Discussion in 'The Hokey Ass Message Board' started by 345 DeSoto, Oct 28, 2009.

  1. Where does the line to the distributor vacuum advance hook up to on a blown engine? Does it go before the blower at the carb bases, or after the blower at the intake? Same question for a Vacuum Gauge. Thanks, guys...
     
  2. Kevin Lee
    Joined: Nov 12, 2001
    Posts: 7,676

    Kevin Lee
    Super Moderator
    Staff Member

    I'm going to say you should ditch the vac*** advance.
     
  3. motobilt
    Joined: Oct 4, 2007
    Posts: 111

    motobilt
    Member
    from okc

    to the base of the carb
     
  4. It would go above the blower, under the blower is where the boost guage goes.
     
  5. Why?
     
  6. I agree with Kevin....I dont use it on any of my rides (blown and unblown) and have'nt noticed any difference other than less complexity/more simplicity.

    Theory says vac advance is good for economy at part throttle cruise - I dont really care about economy of a perf ride, esp on a blown one. Strangely enough the fuel economy is npretty good if I keep my foot out of it, esp when at cruise the engine is showing 12 in hg of vac. Not even under boost at highway RPM, so economy is not adversely affected.

    Mechanical advance is simple, works well and is easily adjustable at the distributor with advance springs or bushings and inital adv at the crank.

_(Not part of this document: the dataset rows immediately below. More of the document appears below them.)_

//! Configuration for conversion workers.

use std::path::PathBuf;
use std::time::Duration;

/// Configuration for the worker lifecycle manager.
#[derive(Debug, Clone)]
pub struct WorkerConfig {
    /// Where conversions run.
    pub backend: WorkerBackend,
    /// Docker image for container workers.
    pub image: String,
    /// Port the worker image serves `/convert` on inside the container.
    pub container_port: u16,
    /// How long a container may take to become ready.
    pub ready_timeout: Duration,
    /// Sleep between readiness checks.
    pub poll_interval: Duration,
    /// Grace period given to `docker stop` before the container is killed.
    pub stop_grace: Duration,
    /// Timeout for the conversion call against a container worker.
    pub convert_timeout: Duration,
    /// Conversion engine executable for subprocess workers.
    pub engine_path: PathBuf,
    /// Timeout for a single engine run.
    pub engine_timeout: Duration,
    /// Whether to pull the worker image at startup if it is missing.
    pub auto_pull_image: bool,
}

impl Default for WorkerConfig {
    fn default() -> Self {
        Self {
            backend: WorkerBackend::Subprocess,
            image: "swr.cn-north-4.myhuaweicloud.com/wyyy/convert2pdf_server:0.4.0".to_string(),
            container_port: 7758,
            ready_timeout: Duration::from_secs(60),
            poll_interval: Duration::from_millis(500),
            stop_grace: Duration::from_secs(10),
            convert_timeout: Duration::from_secs(600),
            engine_path: PathBuf::from("soffice"),
            engine_timeout: Duration::from_secs(300),
            auto_pull_image: true,
        }
    }
}

/// Isolation backend for workers.
///
/// ```text
/// ┌─────────────┬──────────────────────────┬──────────────────────────────┐
/// │ Backend     │ Worker                   │ Input access                 │
/// ├─────────────┼──────────────────────────┼──────────────────────────────┤
/// │ Subprocess  │ engine process per job   │ staged path on local disk    │
/// │ Container   │ fresh container per job  │ URL through the file bridge  │
/// └─────────────┴──────────────────────────┴──────────────────────────────┘
/// ```
#[derive(Debug, Clone, Copy, PartialEq, Eq, Default)]
pub enum WorkerBackend {
    #[default]
    Subprocess,
    Container,
}

impl WorkerBackend {
    /// Returns true if the worker cannot see the host filesystem and has to
    /// fetch its input through the bridge.
    pub fn needs_bridge(&self) -> bool {
        matches!(self, WorkerBackend::Container)
    }

    pub fn as_str(&self) -> &'static str {
        match self {
            WorkerBackend::Subprocess => "subprocess",
            WorkerBackend::Container => "container",
        }
    }
}

impl std::fmt::Display for WorkerBackend {
    fn fmt(&self, f: &mut std::fmt::Formatter<'_>) -> std::fmt::Result {
        f.write_str(self.as_str())
    }
}

impl std::str::FromStr for WorkerBackend {
    type Err = String;

    fn from_str(s: &str) -> Result<Self, Self::Err> {
        match s.to_lowercase().as_str() {
            "subprocess" | "process" | "local" => Ok(WorkerBackend::Subprocess),
            "container" | "docker" => Ok(WorkerBackend::Container),
            _ => Err(format!(
                "invalid worker backend '{}', expected 'subprocess' or 'container'",
                s
            )),
        }
    }
}
//! `convert2pdf serve`

use std::net::SocketAddr;
use std::sync::Arc;
use std::time::Duration;

use anyhow::Context;

use crate::cli::ServeArgs;
use crate::config::Config;
use crate::formats::SupportedFormats;
use crate::job::purge_staging_root;
use crate::orchestrator::{HttpServer, IngressApi, JobOrchestrator, TempFileBridge};
use crate::storage::{ArtifactStore, S3Store};
use crate::worker::{WorkerLifecycleManager, container_env};

const SHUTDOWN_GRACE: Duration = Duration::from_secs(10);

impl ServeArgs {
    fn apply(self, config: &mut Config) {
        if let Some(host) = self.host {
            config.server.host = host;
        }
        if let Some(port) = self.port {
            config.server.port = port;
        }
        if let Some(port) = self.bridge_port {
            config.server.bridge_port = port;
        }
        if let Some(backend) = self.backend {
            config.worker.backend = backend;
        }
        if let Some(dir) = self.staging_dir {
            config.server.staging_dir = dir;
        }
    }
}

pub(super) async fn run_serve(args: ServeArgs) -> anyhow::Result<()> {
    let mut config = Config::from_env().context("Invalid configuration")?;
    args.apply(&mut config);
    let config = Arc::new(config);

    tracing::info!(
        backend = %config.worker.backend,
        staging_dir = %config.server.staging_dir.display(),
        storage = %config.storage.endpoint_url,
        "Starting conversion server"
    );

    match purge_staging_root(&config.server.staging_dir).await {
        Ok(0) => {}
        Ok(n) => tracing::info!("Purged {} stale staging entries", n),
        Err(e) => tracing::warn!("Could not purge staging directory: {}", e),
    }

    let store: Arc<dyn ArtifactStore> =
        Arc::new(S3Store::new(config.storage.clone()).context("Failed to create storage client")?);
    if let Err(e) = store.ensure_ready().await {
        tracing::error!("Storage is unusable: {}", e);
        tracing::warn!("Continuing startup, uploads may fail until storage is reachable");
    }

    let workers = WorkerLifecycleManager::initialize(
        config.worker.clone(),
        container_env(&config.storage),
    )
    .await
    .context("Failed to initialize workers")?;

    let bridge = TempFileBridge::new(config.server.bridge_base_url());
    let orchestrator = Arc::new(JobOrchestrator::new(
        Arc::clone(&config),
        Arc::new(SupportedFormats::standard()),
        Arc::new(workers),
        store,
        bridge.clone(),
    )?);

    let mut ingress = HttpServer::new(
        "Ingress API",
        SocketAddr::new(config.server.host, config.server.port),
        IngressApi::router(Arc::clone(&orchestrator), config.server.max_upload_bytes),
    );
    ingress.start().await?;

    // Subprocess workers read staged files directly and never need the bridge.
    let mut bridge_server = if config.worker.backend.needs_bridge() {
        let mut server = HttpServer::new(
            "File bridge",
            SocketAddr::new(config.server.bridge_bind, config.server.bridge_port),
            bridge.router(),
        );
        server.start().await?;
        tracing::info!(url = %bridge.base_url(), "Workers fetch staged files from the bridge");
        Some(server)
    } else {
        None
    };

    tokio::signal::ctrl_c()
        .await
        .context("Failed to listen for shutdown signal")?;
    tracing::info!("Shutdown requested");

    // Jobs still running after the grace period are dropped with the runtime;
    // their staging and worker guards clean up.
    if tokio::time::timeout(SHUTDOWN_GRACE, ingress.shutdown())
        .await
        .is_err()
    {
        tracing::warn!("In-flight requests did not finish within {:?}, abandoning them", SHUTDOWN_GRACE);
    }
    if let Some(server) = bridge_server.as_mut() {
        server.shutdown().await;
    }

    tracing::info!(
        leased_workers = orchestrator.workers().leased_count(),
        "Server stopped"
    );
    Ok(())
}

    Simple and effective is good for me.

    Rat
     
  7. Licensed to kill
    Joined: Oct 4, 2009
    Posts: 214

    Licensed to kill
    Member
    from Alberta

    Consider what it is that the blower is doing. It's ****ing air in through the carbs (vacuum) and pushing it into the engine (pressure). Like ajmopar said, vacuum above the blower and boost below.
     
  8. blown49
    Joined: Jul 25, 2004
    Posts: 2,212

    blown49
    Member Emeritus

    I second what Kevin and Rat said. If you feel you need to hook it up it should be connected BELOW the blower in the intake manifold, same for the boost gauge.
     
  9. flamedabone
    Joined: Aug 3, 2001
    Posts: 5,767

    flamedabone
    ALLIANCE MEMBER

    Most blower motors have such a small advance window that a vac*** advance isn't nessessary. My blown Pontiac runs 26 degrees at idle and 38 total. The mechanical timing is all in by 2200 rpm, so a vac*** pot is unnessessary.

    Your combination might like something diffrent, of course, but generally speaking, your blower will need LOTS of initial and not too much total.

    Good luck, -Abone.
     
  10. fiveohnick2932
    Joined: Mar 29, 2006
    Posts: 916

    fiveohnick2932
    Member
    from Napa, Ca.

    First off im a little scared that someone thinks there is vacuum below a blower, but anyway we are here to share and learn.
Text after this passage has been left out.